The PyPy project contains a large plurality of interests. A lot of the people working on it are volunteers. So PyPy3 will happen if people within the project become interested in that part, or if new people with that interest join the project. At the moment, this seems not happening, which we can all be sad about. However, blaming anybody with differing interest for that situation feels a bit annoying to me.

Travis Griggs said...

Well said, I apologize for any whining tone. It was not my intent to blame or complain. It really was just meant as a lamentation. Thanks for all you do.

PeteVine said...

What happened to my comment? Surely the benchmark I was proposing is not censorable...

Maciej Fijalkowski said...

@PeteVine you posted a random executable from dropbox claiming to have pypy with x87 backend. PyPy does not have an x87 backend and this raises suspitions this was just some malware.
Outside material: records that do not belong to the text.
//! The matrix of simulated price paths produced by one run.

use ndarray::{Array2, ArrayView1};
use serde::{Deserialize, Serialize};

/// All simulated price paths from one run, with the calibration context
/// needed to interpret them.
///
/// Conceptually an N×D matrix: one row per path, one column per trading
/// day of the horizon. The caller owns the result for the lifetime of one
/// analysis; nothing is cached or reused across runs.
#[derive(Debug, Clone, PartialEq, Serialize, Deserialize)]
pub struct SimulationResult {
    paths: Array2<f64>,
    last_price: f64,
    daily_volatility: f64,
}

impl SimulationResult {
    /// Assembles a result from a path matrix and its calibration context.
    ///
    /// Row `i` of `paths` is the `i`-th simulated trajectory; `last_price`
    /// is the observed close the paths are anchored at.
    #[must_use]
    pub fn new(paths: Array2<f64>, last_price: f64, daily_volatility: f64) -> Self {
        Self {
            paths,
            last_price,
            daily_volatility,
        }
    }

    /// Number of simulated paths (matrix rows).
    #[must_use]
    pub fn num_paths(&self) -> usize {
        self.paths.nrows()
    }

    /// Length of each path in trading days (matrix columns).
    #[must_use]
    pub fn horizon_days(&self) -> usize {
        self.paths.ncols()
    }

    /// The most recent observed close the simulation is anchored at.
    ///
    /// The presentation layer draws this as the reference line across the
    /// path chart.
    #[must_use]
    pub fn last_price(&self) -> f64 {
        self.last_price
    }

    /// The calibrated daily volatility (sample standard deviation of
    /// historical daily returns).
    #[must_use]
    pub fn daily_volatility(&self) -> f64 {
        self.daily_volatility
    }

    /// The full path matrix, one row per path.
    #[must_use]
    pub fn paths(&self) -> &Array2<f64> {
        &self.paths
    }

    /// One simulated trajectory, or `None` if `index` is out of range.
    #[must_use]
    pub fn path(&self, index: usize) -> Option<ArrayView1<'_, f64>> {
        (index < self.paths.nrows()).then(|| self.paths.row(index))
    }

    /// The terminal distribution: the final simulated price of every path.
    ///
    /// Empty if the result holds no paths or a zero-day horizon (neither
    /// is produced by the simulator, but the type can be assembled
    /// externally).
    #[must_use]
    pub fn terminal_prices(&self) -> Vec<f64> {
        if self.paths.nrows() == 0 || self.paths.ncols() == 0 {
            return Vec::new();
        }
        self.paths.column(self.paths.ncols() - 1).to_vec()
    }
}

#[cfg(test)]
mod tests {
    use super::*;
    use ndarray::array;

    fn sample_result() -> SimulationResult {
        let paths = array![[101.0, 102.0, 99.0], [100.5, 98.0, 103.0]];
        SimulationResult::new(paths, 100.0, 0.02)
    }

    #[test]
    fn test_shape_accessors() {
        let result = sample_result();
        assert_eq!(result.num_paths(), 2);
        assert_eq!(result.horizon_days(), 3);
        assert_eq!(result.last_price(), 100.0);
        assert_eq!(result.daily_volatility(), 0.02);
    }

    #[test]
    fn test_terminal_prices_is_last_column() {
        let result = sample_result();
        assert_eq!(result.terminal_prices(), vec![99.0, 103.0]);
    }

    #[test]
    fn test_path_view() {
        let result = sample_result();
        let path = result.path(1).unwrap();
        assert_eq!(path.to_vec(), vec![100.5, 98.0, 103.0]);
        assert!(result.path(2).is_none());
    }

    #[test]
    fn test_empty_result_has_empty_terminal_distribution() {
        let result = SimulationResult::new(Array2::zeros((0, 0)), 100.0, 0.02);
        assert!(result.terminal_prices().is_empty());
    }

    #[test]
    fn test_serde_round_trip() {
        let result = sample_result();
        let json = serde_json::to_string(&result).unwrap();
        let back: SimulationResult = serde_json::from_str(&json).unwrap();
        assert_eq!(result, back);
    }
}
Now if you want someone to compare one thing against some other thing, please link to sources and not random binaries so the person comparing can look themselves. Additionally you did not post a benchmark, just a link to the binary

PeteVine said...

Well, I was suggesting benchmarking the 32-bit backends to see how much difference SIMD makes - x87 means the standard fpu whereas the default uses SSE2. I know it's processor archaeology so you may have forgotten pypy even had it ;)
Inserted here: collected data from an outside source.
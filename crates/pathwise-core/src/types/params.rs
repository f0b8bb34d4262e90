//! Simulation parameters chosen by the caller.

use serde::{Deserialize, Serialize};

use crate::error::{CoreError, CoreResult};

/// Simulation counts offered by the dashboard selector.
pub const SIMULATION_COUNT_CHOICES: [usize; 3] = [200, 500, 1000];

/// Horizons (in trading days) offered by the dashboard selector.
pub const HORIZON_CHOICES: [usize; 3] = [30, 60, 90];

/// Default number of simulated paths.
pub const DEFAULT_NUM_SIMULATIONS: usize = 1000;

/// Default horizon in trading days.
pub const DEFAULT_HORIZON_DAYS: usize = 30;

/// Shape and reproducibility settings for one simulation run.
///
/// The selector constants ([`SIMULATION_COUNT_CHOICES`], [`HORIZON_CHOICES`])
/// are what the dashboard offers, but any positive values are accepted.
///
/// # Example
///
/// ```rust
/// use pathwise_core::SimulationParams;
///
/// let params = SimulationParams::new(500, 60).with_seed(42);
/// params.validate()?;
/// # Ok::<(), pathwise_core::CoreError>(())
/// ```
#[derive(Debug, Clone, Copy, PartialEq, Eq, Serialize, Deserialize)]
pub struct SimulationParams {
    /// Number of independent paths to generate.
    pub num_simulations: usize,
    /// Length of each path in trading days.
    pub horizon_days: usize,
    /// Seed for reproducible runs (`None` = seeded from entropy).
    pub seed: Option<u64>,
}

impl SimulationParams {
    /// Creates parameters for an unseeded (non-reproducible) run.
    #[must_use]
    pub fn new(num_simulations: usize, horizon_days: usize) -> Self {
        Self {
            num_simulations,
            horizon_days,
            seed: None,
        }
    }

    /// Sets the seed for a reproducible run.
    #[must_use]
    pub fn with_seed(mut self, seed: u64) -> Self {
        self.seed = Some(seed);
        self
    }

    /// Checks that both shape parameters are at least 1.
    ///
    /// # Errors
    ///
    /// Returns `CoreError::InvalidParameter` naming the offending field.
    pub fn validate(&self) -> CoreResult<()> {
        if self.num_simulations == 0 {
            return Err(CoreError::invalid_parameter(
                "num_simulations",
                "must be at least 1",
            ));
        }
        if self.horizon_days == 0 {
            return Err(CoreError::invalid_parameter(
                "horizon_days",
                "must be at least 1",
            ));
        }
        Ok(())
    }
}

impl Default for SimulationParams {
    fn default() -> Self {
        Self::new(DEFAULT_NUM_SIMULATIONS, DEFAULT_HORIZON_DAYS)
    }
}
//! Tables and lists, mapped one to one onto their HTML counterparts

use crate::converters::osis_to_html::context::RenderContext;
use crate::converters::osis_to_html::tags::TagHandler;
use crate::parse::osis;
use crate::parse::Attributes;

#[derive(Debug, Clone)]
pub struct BlockHandler {
    tag_name: &'static str,
    html_tag: &'static str,
}

impl BlockHandler {
    pub fn table() -> Self {
        Self::new(osis::TABLE, "table")
    }

    pub fn row() -> Self {
        Self::new(osis::ROW, "tr")
    }

    pub fn cell() -> Self {
        Self::new(osis::CELL, "td")
    }

    pub fn list() -> Self {
        Self::new(osis::LIST, "ul")
    }

    pub fn item() -> Self {
        Self::new(osis::ITEM, "li")
    }

    fn new(tag_name: &'static str, html_tag: &'static str) -> Self {
        Self { tag_name, html_tag }
    }
}

impl TagHandler for BlockHandler {
    fn tag_name(&self) -> &'static str {
        self.tag_name
    }

    fn start(&mut self, _attrs: &Attributes, cx: &mut RenderContext<'_>) {
        cx.writer.write(&format!("<{}>", self.html_tag));
    }

    fn end(&mut self, cx: &mut RenderContext<'_>) {
        cx.writer.write(&format!("</{}>", self.html_tag));
    }
}
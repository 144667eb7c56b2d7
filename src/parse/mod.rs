//! OSIS parsing front end
//!
//! This module turns OSIS markup into a stream of events:
//! - `osis`: element/attribute vocabulary and osisID helpers
//! - `attributes`: attribute map handed to start-element events
//! - `handler`: the [`OsisContentHandler`] trait every conversion implements
//! - `reader`: quick-xml based streaming parser
//! - `pool`: bounded pool of reusable parsers

pub mod osis;
pub mod attributes;
pub mod handler;
pub mod reader;
pub mod pool;

use lazy_static::lazy_static;

pub use attributes::Attributes;
pub use handler::OsisContentHandler;
pub use pool::ParserPool;
pub use reader::OsisParser;

// Pool used by the top-level conversion functions
lazy_static! {
    static ref SHARED_POOL: ParserPool = ParserPool::default();
}

/// Process-wide parser pool for callers that do not bring their own
pub fn shared_pool() -> &'static ParserPool {
    &SHARED_POOL
}
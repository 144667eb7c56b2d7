//! Bookmark styles used to decorate verse markers

use serde::{Deserialize, Serialize};

/// Visual style of a bookmark attached to a verse.
///
/// The engine only turns these into CSS classes on the verse span; colours and
/// icons are supplied by the stylesheet of the consuming view.
#[derive(Debug, Clone, Copy, PartialEq, Eq, PartialOrd, Ord, Hash, Serialize, Deserialize)]
#[serde(rename_all = "SCREAMING_SNAKE_CASE")]
pub enum BookmarkStyle {
    YellowStar,
    RedHighlight,
    YellowHighlight,
    GreenHighlight,
    BlueHighlight,
}

impl BookmarkStyle {
    /// CSS class written on the verse span
    pub fn css_class(self) -> &'static str {
        match self {
            BookmarkStyle::YellowStar => "bookmark-yellow-star",
            BookmarkStyle::RedHighlight => "bookmark-red-highlight",
            BookmarkStyle::YellowHighlight => "bookmark-yellow-highlight",
            BookmarkStyle::GreenHighlight => "bookmark-green-highlight",
            BookmarkStyle::BlueHighlight => "bookmark-blue-highlight",
        }
    }
}

impl Default for BookmarkStyle {
    fn default() -> Self {
        BookmarkStyle::YellowStar
    }
}
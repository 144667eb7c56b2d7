//! Scripture references
//!
//! Outside notes a reference becomes a link. Inside a note, or when unwrapped
//! references are configured to become notes, it is recorded as a
//! cross-reference note instead. The TEI `ref` element is the same handler
//! reading `target` instead of `osisRef`.

use crate::converters::osis_to_html::context::RenderContext;
use crate::converters::osis_to_html::handlers::note_marker::write_note_marker;
use crate::converters::osis_to_html::tags::TagHandler;
use crate::parse::osis;
use crate::parse::Attributes;
use crate::utils::html::escape_attribute;

#[derive(Debug, Clone)]
pub struct ReferenceHandler {
    tag_name: &'static str,
    target_attribute: &'static str,
    targets: Vec<Option<String>>,
}

impl ReferenceHandler {
    /// OSIS `<reference osisRef="...">`
    pub fn osis() -> Self {
        Self::new(osis::REFERENCE, osis::ATTR_OSIS_REF)
    }

    pub fn new(tag_name: &'static str, target_attribute: &'static str) -> Self {
        Self {
            tag_name,
            target_attribute,
            targets: Vec::new(),
        }
    }

    /// Link markup for a reference, or the bare content when the target
    /// cannot be resolved
    pub fn reference_html(target: Option<&str>, content: &str, cx: &RenderContext<'_>) -> String {
        let target = match target {
            Some(target) => {
                let target = target.trim();
                if let Some(uri) = module_uri(target) {
                    let label = if content.is_empty() { target } else { content };
                    return format!("<a href='{}'>{}</a>", escape_attribute(&uri), label);
                }
                target.to_string()
            }
            // without a target attribute the content itself may be a reference
            None if !content.contains('<') => content.trim().to_string(),
            None => return content.to_string(),
        };

        match cx.resolver.resolve(&target) {
            Some(passage) if passage.is_single_range() => {
                let range = &passage.ranges[0];
                let label = if content.trim().is_empty() {
                    range.display_name.as_str()
                } else {
                    content
                };
                format!("<a href='bible:{}'>{}</a>", escape_attribute(&range.osis_ref), label)
            }
            Some(passage) => passage
                .ranges
                .iter()
                .map(|range| {
                    format!(
                        "<a href='bible:{}'>{}</a>",
                        escape_attribute(&range.start_osis_id),
                        range.display_name
                    )
                })
                .collect::<Vec<_>>()
                .join(" "),
            None => {
                log::debug!("Unresolvable reference {}, writing plain text", target);
                content.to_string()
            }
        }
    }

    fn record_cross_reference(target: Option<String>, content: &str, cx: &mut RenderContext<'_>) {
        let verse_no = cx.verse.current_verse_no;
        let note_ref = if cx.notes.is_in_note() {
            cx.notes.current_note_ref().to_string()
        } else {
            let note_ref = cx.notes.next_generated_ref(verse_no);
            write_note_marker(&note_ref, cx);
            note_ref
        };

        let body = target
            .as_deref()
            .and_then(|t| cx.resolver.resolve(t))
            .map(|passage| passage.display_name())
            .unwrap_or_else(|| content.trim().to_string());
        if body.is_empty() {
            return;
        }
        cx.notes.add_cross_reference(verse_no, &note_ref, &body, target);
    }
}

/// `Module:Key` references point into another module
fn module_uri(target: &str) -> Option<String> {
    if target.starts_with("sword://") {
        return Some(target.to_string());
    }
    let (module, key) = target.split_once(':')?;
    if module.is_empty() || key.is_empty() || module.contains(char::is_whitespace) {
        return None;
    }
    Some(format!("sword://{}/{}", module, key))
}

impl TagHandler for ReferenceHandler {
    fn tag_name(&self) -> &'static str {
        self.tag_name
    }

    fn start(&mut self, attrs: &Attributes, cx: &mut RenderContext<'_>) {
        self.targets.push(attrs.non_empty(self.target_attribute).map(str::to_string));
        cx.writer.clear_temp_store();
        cx.writer.write_to_temp_store();
    }

    fn end(&mut self, cx: &mut RenderContext<'_>) {
        let Some(target) = self.targets.pop() else {
            return;
        };
        cx.writer.finish_writing_to_temp_store();
        let content = cx.writer.temp_store_string().to_string();
        cx.writer.clear_temp_store();

        if cx.notes.is_in_note() || cx.params.auto_wrap_unwrapped_refs_in_note {
            Self::record_cross_reference(target, &content, cx);
        } else {
            let html = Self::reference_html(target.as_deref(), &content, cx);
            cx.write_content(&html, !content.trim().is_empty());
        }
    }
}
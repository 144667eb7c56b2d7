//! Models module for the OSIS conversions
//!
//! This module contains the data carried into and out of a conversion.

pub mod bookmark;
pub mod note;
pub mod parameters;
pub mod speak;

// Re-export commonly used types
pub use bookmark::BookmarkStyle;
pub use note::{Note, NoteType};
pub use parameters::{OsisToHtmlParameters, VerseNumberStyle};
pub use speak::{SpeakCommand, SpeakSettings, TextKind};
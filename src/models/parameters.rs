//! Options controlling an OSIS to HTML conversion

use std::collections::{BTreeSet, HashMap, HashSet};

use serde::{Deserialize, Serialize};

use crate::models::BookmarkStyle;

/// How verse numbers are drawn at the start of each verse
#[derive(Debug, Clone, Copy, PartialEq, Eq, Serialize, Deserialize)]
#[serde(rename_all = "camelCase")]
pub enum VerseNumberStyle {
    /// Zero-width marker only, still usable as a scroll target
    Hidden,
    Inline,
    Superscript,
}

/// Configuration for a single conversion.
///
/// Built once by the caller and passed by reference; handlers only read it.
#[derive(Debug, Clone, Serialize, Deserialize)]
#[serde(default, rename_all = "camelCase")]
pub struct OsisToHtmlParameters {
    /// Language of the module, e.g. "he" selects the Hebrew preprocessor
    pub language_code: String,
    pub is_left_to_right: bool,

    /// Commentaries and dictionaries get no verse markers
    pub is_bible: bool,

    /// Emit a bare fragment instead of a full html document
    pub is_as_fragment: bool,

    /// OSIS id of the passage being converted, used in note links
    pub basis_ref: Option<String>,
    pub chapter: Option<u32>,
    pub show_chapter_divider: bool,

    pub show_titles: bool,
    pub show_verse_numbers: bool,
    pub verse_number_style: VerseNumberStyle,
    pub is_verse_per_line: bool,
    /// Number of non-breaking spaces per poetry indent level
    pub indent_depth: usize,

    pub show_notes: bool,
    pub auto_wrap_unwrapped_refs_in_note: bool,
    /// Note text longer than this is shortened; 0 keeps the full text
    pub max_note_text_length: usize,

    pub show_strongs: bool,
    pub show_morphology: bool,
    pub convert_strongs_refs_to_links: bool,

    pub red_letter: bool,

    pub show_bookmarks: bool,
    pub default_bookmark_style: BookmarkStyle,
    pub bookmark_styles_by_verse: HashMap<u32, BTreeSet<BookmarkStyle>>,
    pub show_my_notes: bool,
    pub verses_with_notes: HashSet<u32>,

    pub module_base_path: Option<String>,
    pub css_stylesheets: Vec<String>,
    pub extra_footer: Option<String>,
}

impl Default for OsisToHtmlParameters {
    fn default() -> Self {
        Self {
            language_code: "en".to_string(),
            is_left_to_right: true,
            is_bible: true,
            is_as_fragment: true,
            basis_ref: None,
            chapter: None,
            show_chapter_divider: false,
            show_titles: true,
            show_verse_numbers: true,
            verse_number_style: VerseNumberStyle::Inline,
            is_verse_per_line: false,
            indent_depth: 2,
            show_notes: false,
            auto_wrap_unwrapped_refs_in_note: false,
            max_note_text_length: 0,
            show_strongs: false,
            show_morphology: false,
            convert_strongs_refs_to_links: false,
            red_letter: false,
            show_bookmarks: false,
            default_bookmark_style: BookmarkStyle::default(),
            bookmark_styles_by_verse: HashMap::new(),
            show_my_notes: false,
            verses_with_notes: HashSet::new(),
            module_base_path: None,
            css_stylesheets: Vec::new(),
            extra_footer: None,
        }
    }
}

impl OsisToHtmlParameters {
    /// Parse parameters from a JSON object; missing fields take their defaults
    pub fn from_json(json: &str) -> Result<Self, serde_json::Error> {
        serde_json::from_str(json)
    }

    /// Verse-number style actually in effect
    pub fn effective_verse_number_style(&self) -> VerseNumberStyle {
        if self.show_verse_numbers {
            self.verse_number_style
        } else {
            VerseNumberStyle::Hidden
        }
    }

    /// Styles of bookmarks on a verse, empty unless bookmarks are shown
    pub fn bookmark_styles(&self, verse: u32) -> Vec<BookmarkStyle> {
        if !self.show_bookmarks {
            return Vec::new();
        }
        match self.bookmark_styles_by_verse.get(&verse) {
            Some(styles) if !styles.is_empty() => styles.iter().copied().collect(),
            Some(_) => vec![self.default_bookmark_style],
            None => Vec::new(),
        }
    }

    pub fn has_my_note(&self, verse: u32) -> bool {
        self.show_my_notes && self.verses_with_notes.contains(&verse)
    }
}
The ready-to-use pypy distro (built by me) was meant for anyone in possesion of a real set of benchmarks (not synthetic vector stuff) to be able to try it quickly.

And btw, you could have simply edited the dropbox link out. I'd already tested py3k using this backend and mentioned it in one of the issues on bitbucket so it's far from random.

@ all the people asking about pypy3 - you have the python 3.2 compatible pypy (py3k) at your disposal even now.

Armin Rigo said...

@PeteVine: to clarify, PyPy has no JIT backend emitting the old-style x87 fpu instructions. What you are posting is very likely a PyPy whose JIT doesn't support floats at all. It emits calls to already-compiled functions, like the one doing addition of float objects, instead of writing a SSE2 float addition on unboxed objects.

Instead, use the official PyPy and run it with vectorization turned on and off (as documented) on the same modern machine. This allows an apple-to-apple comparison.

PeteVine said...

Thanks for clarifying, I must have confused myself after seeing it was i486 compatible.

Are you saying the only difference between the backends I wanted to benchmark would boil down to jit-emitting performance and not actual pypy performance? (I must admit I tried this a while ago with fibonacci and there was no difference at all).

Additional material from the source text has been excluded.